# Do you like new building style or old one? vote!



## erbse (Nov 8, 2006)

Concrete Stereo said:


> where's the option 'both'?


It's about what you prefer, not what you like in general. That's more interesting I think.

Of course there are some modern buildings every traditionalist likes.


----------



## JmB & Co. (Jan 5, 2008)

This is too subjetive. There are old styles that are so beautiful, but others sucks.
On the other hand, most contemporary architecture is rubbish, but there are some gorgeous examples of modernism too.

We should be more specific, like a determinated old style vs a modern style.


----------



## Conor (Aug 9, 2009)

socrates#1fan said:


> The way 21st century should look?
> What is your reason behind that?
> Just because we are in another era doesn't mean we should abandon our heritage, aesthetic beauty, and make everything 'futuristic'.


If Victorians didn't move on from Georgian architecture and if in the 20's people decided against knocking down Victorian buildings for Art Deco creations, we would not have a lot of the buildings we have today, stuck (from an architectural aspect) in an impractical, financially non-viable world. If people didn't think forward we wouldn't have the Sydney Opera house, Empire state building, Chrysler, Burj Dubai, Gherkin, Guggenheim... It is important to move on.


----------



## Iluminat (Jan 16, 2008)

> We should be more specific, like a determinated old style vs a modern style.


Indeed. Anyway it's quite weird to compare theoretically all styles from all civilisations developed during the 4000 years with the last 100(or less) it doesn't seem fair.


----------



## peter871 (Jun 4, 2009)

should we make another voting poll?


----------



## socrates#1fan (Jul 1, 2008)

Conor said:


> If Victorians didn't move on from Georgian architecture and if in the 20's people decided against knocking down Victorian buildings for Art Deco creations, we would not have a lot of the buildings we have today, stuck (from an architectural aspect) in an impractical, financially non-viable world. If people didn't think forward we wouldn't have the Sydney Opera house, Empire state building, Chrysler, Burj Dubai, Gherkin, Guggenheim... It is important to move on.


Of course, but those changes in architecture weren't about distancing themselves from the past or trying to be futuristic.
Obviously the world of architecture must progress, but up until the 20th century architecture was based heavily on aesthetic appeal, also if you look at a lot of fashions in the 19th and early 20th century they borrowed a great deal from the past while putting their own influence forward, that is why they are so timeless compared to modern structures today.
Also, I wouldn't include the Guggenheim; I wouldn't call it a timeless wonder produced by architectural change as much as I would an architect’s inflated ego.

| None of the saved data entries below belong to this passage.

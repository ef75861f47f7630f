//! Input/output inference for compiler command lines
//!
//! A deliberately small model of compiler-driver behaviour, just enough to
//! name log files after the translation unit or the artifact they describe.
//! Only single-source invocations resolve an input.

use once_cell::sync::Lazy;
use regex::Regex;

/// A bare file name with one of the source extensions a compiler driver
/// recognizes.
static SOURCE_FILE: Lazy<Regex> = Lazy::new(|| {
    Regex::new(r"^[^-].*\.(c|i|ii|cc|cp|cxx|cpp|c\+\+|C|f|F|r|s|S)$")
        .expect("source file pattern is valid")
});

pub(crate) fn is_source_file(arg: &str) -> bool {
    SOURCE_FILE.is_match(arg)
}

#[derive(Debug, Clone, Default, PartialEq, Eq)]
pub struct Classification {
    pub input: Option<String>,
    pub output: Option<String>,
}

pub fn classify(args: &[String]) -> Classification {
    let mut sources: Vec<&str> = Vec::new();
    let mut output: Option<String> = None;
    let mut compile_only = false;
    let mut output_is_next = false;

    for arg in args {
        if output_is_next {
            output = Some(arg.clone());
            output_is_next = false;
            continue;
        }

        match arg.as_str() {
            "-o" => output_is_next = true,
            "-c" => compile_only = true,
            _ => {
                if let Some(path) = arg.strip_prefix("-o").filter(|path| !path.is_empty()) {
                    output = Some(path.to_string());
                } else if is_source_file(arg) {
                    sources.push(arg);
                }
            }
        }
    }

    let input = match sources.as_slice() {
        [single] => Some(single.to_string()),
        _ => None,
    };
    if output.is_none() && compile_only {
        output = input.as_ref().map(|input| format!("{input}.o"));
    }

    Classification { input, output }
}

What we do now isn't progress, it is a twisted idea of beauty and constant attempts to be the most unique thing in the world at the cost of our aesthetics.


----------



## JPBrazil (Mar 12, 2007)

socrates#1fan said:


> The way 21st century should look?
> What is your reason behind that?
> Just because we are in another era doesn't mean we should abandon our heritage, aesthetic beauty, and make everything 'futuristic'.
> Real 21st century architecture would be green while appealing to our needs, aesthetics, and our heritage.
> ...


Of course we should not abandon our heritage, I think every historic building should be preserved.

I'm not saying whe should make 'futuristic' buildings but contemporary buildings. It doesn't mean it should look like Jetsons.


----------



## luci203 (Apr 28, 2008)

SIBIU (Hermannstadt) one of the best preserved medieval city (still have almost half of the fortified wall), with buildings 300-700 yo.










European Capital of Culture in 2007.


----------



## socrates#1fan (Jul 1, 2008)

JPBrazil said:


> . It doesn't mean it should look like Jetsons.


What do you call contemporary structures today?


----------



## Simfan34 (Oct 9, 2009)

The old style-new construction in Addis Abeba, Ethiopia


----------



## JPBrazil (Mar 12, 2007)

socrates#1fan said:


> What do you call contemporary structures today?


What do you mean?


----------



## erbse (Nov 8, 2006)

JmB & Co. said:


> We should be more specific, like a determinated old style vs a modern style.


I was just following the logic of the thread opener. Feel free to open another thread with a more specific poll. I'd suggest a multiple choice where you can vote for your favourite styles.


----------



## ainttelling (Jun 3, 2009)

Ønland said:


>


This is a bad example of traditional architecture. In fact, it's so bad – yet so typical – that it makes me look down on European architecture as a whole.


----------



## DudyMako (Jan 14, 2008)

Why not combine both, like Paris for example.

Paris has a section of the city which is purely made up of traditional architecture, while there's the other section of the city which is made up purely of modern buildings (La Defense).

This combination works wonderfully, but I do believe that combining both types of architecture in one same building would be horrid, there would never be a balance.


----------



## socrates#1fan (Jul 1, 2008)

Perhaps modern skyscrapers but purely traditional lowrises?


----------



## Iskandar (Oct 5, 2008)

I think the European style of old architecture is usually foregrounded when people think of old style buildings. Generally. Not to say that there isn't allot of variation within the different styles of old European buildings.

What about other old styles? Like Persian buildings and Japanese?


----------



## isaidso (Mar 21, 2007)

I like variety and wouldn't want to pick one over the other. What's important is quality, attention to detail, and design.


----------